Is Life Really Better After FIRE?

Brent Hartinger

Financial independence and early retirement are all the rage.

But is that life truly as good as they say?

I won’t leave you in suspense: yes, life is better after FIRE.

FIRE stands for Financial Independence/Retire Early, and it’s the name for the lifestyle movement that encourages people to spend much less and save more aggressively so they can — duh! — retire early.

And to hear people on FIRE tell it, life really is better post-early-retirement — usually, way better.

“It’s freedom,” says Amy Rutherford, who retired with her husband Tim Rutherford in their 40s in 2015; they now run GoWithLess, a  YouTube channel and a Facebook group devoted to their experiences. “We have the freedom to do whatever we want whenever we want. We spend lots of time with friends, going on nice holidays. Cooking. At no moment have we been bored. We’ve been relaxed but not bored.”

Akaisha Kaderli and her husband Billy retired in 1991 in their 30s — long before FIRE was a movement with a catchy acronym. She too says the experience has been overwhelmingly positive — so much so that they’ve co-written books  on  their experiences.

“We wanted an international lifestyle with bohemian friends and viewpoints,” Kaderli says. “We’ve traveled the world, eaten local cuisines, climbed volcanoes, scuba-dived, and done white water rafting.
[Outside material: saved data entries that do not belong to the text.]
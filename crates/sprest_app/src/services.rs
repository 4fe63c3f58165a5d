use bytes::Bytes;
use sprest_domain::{RecycleBinItemId, SharepointFile, SharepointFolder};

/// Write operations against the content of a SharePoint site.
///
/// Every path is relative to the configured server-relative prefix.
#[async_trait::async_trait]
pub trait SharepointCommandService: Send + Sync {
    /// Deletes the folder at `path`.
    async fn delete_resource(&self, path: &str) -> anyhow::Result<()>;

    /// Deletes `file_name` inside the folder at `path`.
    async fn delete_file(&self, path: &str, file_name: &str) -> anyhow::Result<()>;

    /// Creates `folder_name` directly under the configured prefix.
    async fn create_folder(&self, folder_name: &str) -> anyhow::Result<SharepointFolder>;

    /// Creates `folder_name` inside the folder at `path`.
    async fn create_folder_in(
        &self,
        path: &str,
        folder_name: &str,
    ) -> anyhow::Result<SharepointFolder>;

    /// Uploads `content` as `file_name` into the folder at `path`, replacing
    /// any existing file with the same name.
    async fn upload_file(
        &self,
        path: &str,
        file_name: &str,
        content: Bytes,
    ) -> anyhow::Result<SharepointFile>;

    /// Moves the folder at `path` to the recycle bin.
    async fn recycle_resource(&self, path: &str) -> anyhow::Result<RecycleBinItemId>;

    /// Moves `file_name` inside the folder at `path` to the recycle bin.
    async fn recycle_file(&self, path: &str, file_name: &str)
    -> anyhow::Result<RecycleBinItemId>;

    /// Restores a recycled item to its original location.
    async fn restore_recycle_bin_resource(&self, id: RecycleBinItemId) -> anyhow::Result<()>;
}

pub trait Services: Send + Sync + 'static + Clone {
    type CommandService: SharepointCommandService;

    fn command_service(&self) -> &Self::CommandService;
}
//! In-memory infrastructure for command service tests.
//!
//! Records every request it receives and answers with canned responses in
//! the order they were queued.

use std::collections::VecDeque;
use std::sync::Mutex;

use bytes::Bytes;
use reqwest::Response;
use reqwest::header::HeaderMap;
use sprest_app::{EnvironmentInfra, HttpInfra};
use sprest_domain::SharepointConfig;
use url::Url;

#[derive(Debug, Clone)]
pub struct RecordedRequest {
    pub url: Url,
    pub headers: HeaderMap,
    pub body: Bytes,
}

impl RecordedRequest {
    pub fn header(&self, name: &str) -> Option<&str> {
        self.headers.get(name).and_then(|v| v.to_str().ok())
    }

    pub fn body_json(&self) -> serde_json::Value {
        serde_json::from_slice(&self.body).unwrap()
    }
}

enum Reply {
    Response { status: u16, body: String },
    TransportError(String),
}

pub struct MockSharepointInfra {
    config: SharepointConfig,
    requests: Mutex<Vec<RecordedRequest>>,
    replies: Mutex<VecDeque<Reply>>,
}

impl MockSharepointInfra {
    pub fn new() -> Self {
        let config = SharepointConfig::new(
            Url::parse("https://contoso.sharepoint.com/sites/team").unwrap(),
            "token",
        )
        .server_relative_url("/sites/team/Shared Documents");
        Self::with_config(config)
    }

    pub fn with_config(config: SharepointConfig) -> Self {
        Self {
            config,
            requests: Mutex::new(Vec::new()),
            replies: Mutex::new(VecDeque::new()),
        }
    }

    pub fn reply(self, status: u16, body: impl Into<String>) -> Self {
        self.replies
            .lock()
            .unwrap()
            .push_back(Reply::Response { status, body: body.into() });
        self
    }

    pub fn fail(self, message: impl Into<String>) -> Self {
        self.replies
            .lock()
            .unwrap()
            .push_back(Reply::TransportError(message.into()));
        self
    }

    pub fn requests(&self) -> Vec<RecordedRequest> {
        self.requests.lock().unwrap().clone()
    }

    pub fn single_request(&self) -> RecordedRequest {
        let requests = self.requests();
        assert_eq!(requests.len(), 1, "expected exactly one request");
        requests.into_iter().next().unwrap()
    }
}

impl Default for MockSharepointInfra {
    fn default() -> Self {
        Self::new()
    }
}

impl EnvironmentInfra for MockSharepointInfra {
    fn get_config(&self) -> SharepointConfig {
        self.config.clone()
    }
}

#[async_trait::async_trait]
impl HttpInfra for MockSharepointInfra {
    async fn http_post(
        &self,
        url: &Url,
        headers: HeaderMap,
        body: Bytes,
    ) -> anyhow::Result<Response> {
        self.requests
            .lock()
            .unwrap()
            .push(RecordedRequest { url: url.clone(), headers, body });

        let reply = self
            .replies
            .lock()
            .unwrap()
            .pop_front()
            .unwrap_or(Reply::Response { status: 200, body: "{}".to_string() });

        match reply {
            Reply::Response { status, body } => Ok(http::Response::builder()
                .status(status)
                .body(body)
                .unwrap()
                .into()),
            Reply::TransportError(message) => Err(anyhow::anyhow!(message)),
        }
    }
}
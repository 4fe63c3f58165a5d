use std::path::PathBuf;

use anyhow::Context;
use tracing::debug;
use tracing_appender::non_blocking::{self, WorkerGuard};
use tracing_subscriber::prelude::*;
use tracing_subscriber::{self, EnvFilter, Layer, filter};

pub const LOG_ENV: &str = "SPREST_LOG";

/// Installs the global subscriber: human-readable output on stderr, plus a
/// daily-rolling JSON log under `log_dir` when one is given. `SPREST_LOG`
/// overrides the level derived from `verbose`.
pub fn init_tracing(verbose: bool, log_dir: Option<PathBuf>) -> anyhow::Result<Option<Guard>> {
    let level = if verbose { "sprest=debug" } else { "sprest=info" };
    let env_filter = EnvFilter::try_from_env(LOG_ENV).unwrap_or_else(|_| EnvFilter::new(level));

    let console_layer = tracing_subscriber::fmt::layer()
        .with_writer(std::io::stderr)
        .with_target(false);

    let (file_layer, guard) = match log_dir.as_ref() {
        Some(dir) => {
            let (writer, guard) = prepare_writer(dir.clone());

            // Only our own crates end up in the file log
            let filter = filter::filter_fn(|metadata| metadata.target().starts_with("sprest_"));

            let layer = tracing_subscriber::fmt::layer()
                .json()
                .with_timer(tracing_subscriber::fmt::time::uptime())
                .with_thread_ids(false)
                .with_target(false)
                .with_file(true)
                .with_line_number(true)
                .with_writer(writer)
                .with_filter(filter);
            (Some(layer), Some(Guard(guard)))
        }
        None => (None, None),
    };

    tracing_subscriber::registry()
        .with(env_filter)
        .with(console_layer)
        .with(file_layer)
        .try_init()
        .context("Failed to install tracing subscriber")?;

    if let Some(dir) = log_dir {
        debug!(path = %dir.display(), "JSON file logging initialized");
    }
    Ok(guard)
}

fn prepare_writer(log_dir: PathBuf) -> (non_blocking::NonBlocking, WorkerGuard) {
    let append = tracing_appender::rolling::daily(log_dir, "sprest.log");
    tracing_appender::non_blocking(append)
}

/// Keeps the background log writer alive; dropping it flushes pending lines.
pub struct Guard(#[allow(dead_code)] WorkerGuard);

#[cfg(test)]
mod tests {
    use super::*;

    #[test]
    fn test_init_tracing_installs_once() {
        let dir = tempfile::tempdir().unwrap();

        let first = init_tracing(true, Some(dir.path().to_path_buf()));
        let second = init_tracing(false, None);

        assert!(matches!(first, Ok(Some(_))));
        assert!(second.is_err());
    }
}
use eframe::egui;
use std::sync::{Arc, Mutex};

use crate::types::{Package, StateColors};
use crate::ui::GuiState;
use crate::ui::list;

use egui::{Color32, Vec2};

/// What the user asked for in the sidebar this frame.
pub enum SideAction {
    Open(Package),
    Refresh,
}

/// Render the left sidebar with search, category filter and the package list.
///
/// Everything is disabled while `busy`.
pub fn show(
    ctx: &egui::Context,
    state: &Arc<Mutex<GuiState>>,
    busy: bool,
    selected: Option<&str>,
) -> Option<SideAction> {
    let mut action = None;
    egui::SidePanel::left("sidebar")
        .resizable(false)
        .exact_width(280.0)
        .show(ctx, |ui| {
            ui.add_enabled_ui(!busy, |ui| {
                ui.add_space(4.0);
                let refreshing = { state.lock().unwrap().refreshing };
                ui.horizontal(|ui| {
                    ui.set_height(32.0);
                    ui.label(egui::RichText::new("PACKAGES").strong().size(16.0));

                    ui.with_layout(egui::Layout::right_to_left(egui::Align::Center), |ui| {
                        if ui.add_enabled(!refreshing, egui::Button::new("Refresh")).clicked() {
                            action = Some(SideAction::Refresh);
                        }
                    });
                });

                let (mut query, mut category, cats) = {
                    let s = state.lock().unwrap();
                    (s.search_query.clone(), s.category.clone(), list::categories(&s.packages))
                };
                let query_changed = ui
                    .add(egui::TextEdit::singleline(&mut query).hint_text("Search"))
                    .changed();
                let before = category.clone();
                egui::ComboBox::from_id_salt("category")
                    .selected_text(category.clone().unwrap_or_else(|| "All".to_string()))
                    .show_ui(ui, |ui| {
                        ui.selectable_value(&mut category, None, "All");
                        for c in &cats {
                            ui.selectable_value(&mut category, Some(c.clone()), c);
                        }
                    });
                if query_changed || before != category {
                    let mut s = state.lock().unwrap();
                    s.search_query = query.clone();
                    s.category = category.clone();
                }

                ui.separator();
                egui::ScrollArea::vertical().show(ui, |ui| {
                    let packages = { state.lock().unwrap().packages.clone() };
                    for i in list::filter_packages(&packages, &query, category.as_deref()) {
                        let p = &packages[i];
                        let full_width = ui.available_width();
                        let resp = list::list_item(
                            ui,
                            &list::package_label(p),
                            Vec2::new(full_width, 24.0),
                            selected == Some(p.pkg_name.as_str()),
                            StateColors {
                                default: Color32::from_rgb(247, 248, 250),
                                hover: Color32::WHITE,
                                selected: Some(Color32::from_rgb(58, 128, 246)),
                            },
                        );
                        if resp.clicked() {
                            action = Some(SideAction::Open(p.clone()));
                        }
                    }
                });
            });
        });
    action
}
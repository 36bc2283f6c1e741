//! Install manifests and theme-injection argument resolution.
//!
//! A manifest lists every file a package put on the storage root, one entry
//! per line in the form `<op>: <relative path>`.

use std::fs;
use std::io;
use std::path::{Path, PathBuf};

use tracing::{debug, info, warn};

use crate::error::{LaunchError, ManifestError};
use crate::types::Package;

pub const MANIFEST_FILE: &str = "manifest.install";
pub const THEME_EXTENSION: &str = "nxtheme";
pub const THEME_ARG_PREFIX: &str = "installtheme=";
/// Stand-in for a space inside a space-delimited launch context.
pub const SPACE_TOKEN: &str = "(_)";

/// File operation recorded for a manifest entry.
#[derive(Clone, Copy, Debug, PartialEq, Eq)]
pub enum ManifestOp {
    Extract,
    Update,
    Get,
    Local,
}

impl ManifestOp {
    pub fn from_code(code: &str) -> Option<Self> {
        match code {
            "E" => Some(ManifestOp::Extract),
            "U" => Some(ManifestOp::Update),
            "G" => Some(ManifestOp::Get),
            "L" => Some(ManifestOp::Local),
            _ => None,
        }
    }

    pub fn code(self) -> &'static str {
        match self {
            ManifestOp::Extract => "E",
            ManifestOp::Update => "U",
            ManifestOp::Get => "G",
            ManifestOp::Local => "L",
        }
    }
}

#[derive(Clone, Debug, PartialEq, Eq)]
pub struct ManifestEntry {
    pub operation: ManifestOp,
    pub extension: String,
    pub path: String,
}

impl ManifestEntry {
    /// Entry whose extension is taken from the file name of `path`.
    pub fn new(operation: ManifestOp, path: impl Into<String>) -> Self {
        let path = path.into();
        let extension = Path::new(&path)
            .extension()
            .and_then(|e| e.to_str())
            .unwrap_or_default()
            .to_string();
        Self {
            operation,
            extension,
            path,
        }
    }
}

#[derive(Clone, Debug, Default)]
pub struct Manifest {
    valid: bool,
    entries: Vec<ManifestEntry>,
}

impl Manifest {
    pub fn with_entries(entries: Vec<ManifestEntry>) -> Self {
        Self {
            valid: true,
            entries,
        }
    }

    pub fn invalid() -> Self {
        Self::default()
    }

    /// Parse manifest text, resolving every entry path against `root`.
    pub fn parse(text: &str, root: &Path) -> Self {
        let mut entries = Vec::new();
        for (lineno, line) in text.lines().enumerate() {
            let line = line.trim_end();
            if line.trim().is_empty() {
                continue;
            }
            let Some((code, rel)) = line.split_once(':') else {
                warn!("manifest line {}: missing operation separator", lineno + 1);
                continue;
            };
            let Some(op) = ManifestOp::from_code(code.trim()) else {
                warn!("manifest line {}: unknown operation {:?}", lineno + 1, code);
                continue;
            };
            let rel = rel.trim_start().trim_start_matches('/');
            let full = root.join(rel);
            entries.push(ManifestEntry::new(op, full.to_string_lossy().into_owned()));
        }
        Self::with_entries(entries)
    }

    /// Read and parse the manifest at `path`.
    pub fn load(path: &Path, root: &Path) -> Result<Self, ManifestError> {
        match fs::read_to_string(path) {
            Ok(text) => Ok(Self::parse(&text, root)),
            Err(e) if e.kind() == io::ErrorKind::NotFound => {
                Err(ManifestError::Missing(path.to_path_buf()))
            }
            Err(source) => Err(ManifestError::Read {
                path: path.to_path_buf(),
                source,
            }),
        }
    }

    /// Like [`Manifest::load`], but a failure yields an invalid manifest.
    pub fn from_file(path: &Path, root: &Path) -> Self {
        Self::load(path, root).unwrap_or_else(|e| {
            debug!("{}", e);
            Self::invalid()
        })
    }

    pub fn is_valid(&self) -> bool {
        self.valid
    }

    /// Entries of a valid manifest; always empty for an invalid one.
    pub fn entries(&self) -> &[ManifestEntry] {
        if self.valid { &self.entries } else { &[] }
    }
}

pub fn manifest_path(install_root: &Path, pkg_name: &str) -> PathBuf {
    install_root.join(pkg_name).join(MANIFEST_FILE)
}

/// Paths of theme files the package installed, in manifest order.
pub fn theme_paths(manifest: &Manifest) -> Vec<&str> {
    manifest
        .entries()
        .iter()
        .filter(|e| e.operation == ManifestOp::Update && e.extension == THEME_EXTENSION)
        .map(|e| e.path.as_str())
        .collect()
}

/// `installtheme=` followed by the comma-joined paths, unescaped.
pub fn join_theme_argument(paths: &[&str]) -> String {
    format!("{}{}", THEME_ARG_PREFIX, paths.join(","))
}

pub fn escape_spaces(arg: &str) -> String {
    arg.replace(' ', SPACE_TOKEN)
}

/// Build the escaped injector argument from an already loaded manifest.
pub fn theme_argument(manifest: &Manifest) -> Option<String> {
    if !manifest.is_valid() {
        return None;
    }
    let arg = join_theme_argument(&theme_paths(manifest));
    info!("Theme install: {}", arg);
    Some(escape_spaces(&arg))
}

/// Resolve the injector argument for a theme package, loading and caching
/// its manifest on first use.
///
/// An empty theme list is not an error: the result is then exactly
/// `installtheme=`.
pub fn resolve_theme_argument(
    package: &mut Package,
    install_root: &Path,
    storage_root: &Path,
) -> Result<String, LaunchError> {
    let path = manifest_path(install_root, &package.pkg_name);
    let manifest = package
        .manifest
        .get_or_insert_with(|| Manifest::from_file(&path, storage_root));

    theme_argument(manifest).ok_or_else(|| {
        warn!("no manifest found/manifest invalid at {}", path.display());
        LaunchError::ManifestUnavailable(package.pkg_name.clone())
    })
}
Geography and history have come alive in real time and become three-dimensional for us.”

Akaisha and Billy Kaderli, then and now.

Akaisha and Billy Kaderli, then and now.

Michael and I also began practicing FIRE before it was a “movement” per se. Because we’ve been self-employed writers for most of the last twenty years, our income was very inconsistent. As a result, we tried hard to spend less than we earned and save aggressively for leaner years.

As nomads for the past five years, we spend so much less than we did living back in the United States that we’re now essentially quasi-retired — only working on projects we choose.

And we haven't exactly been shy about how much better our own lives are.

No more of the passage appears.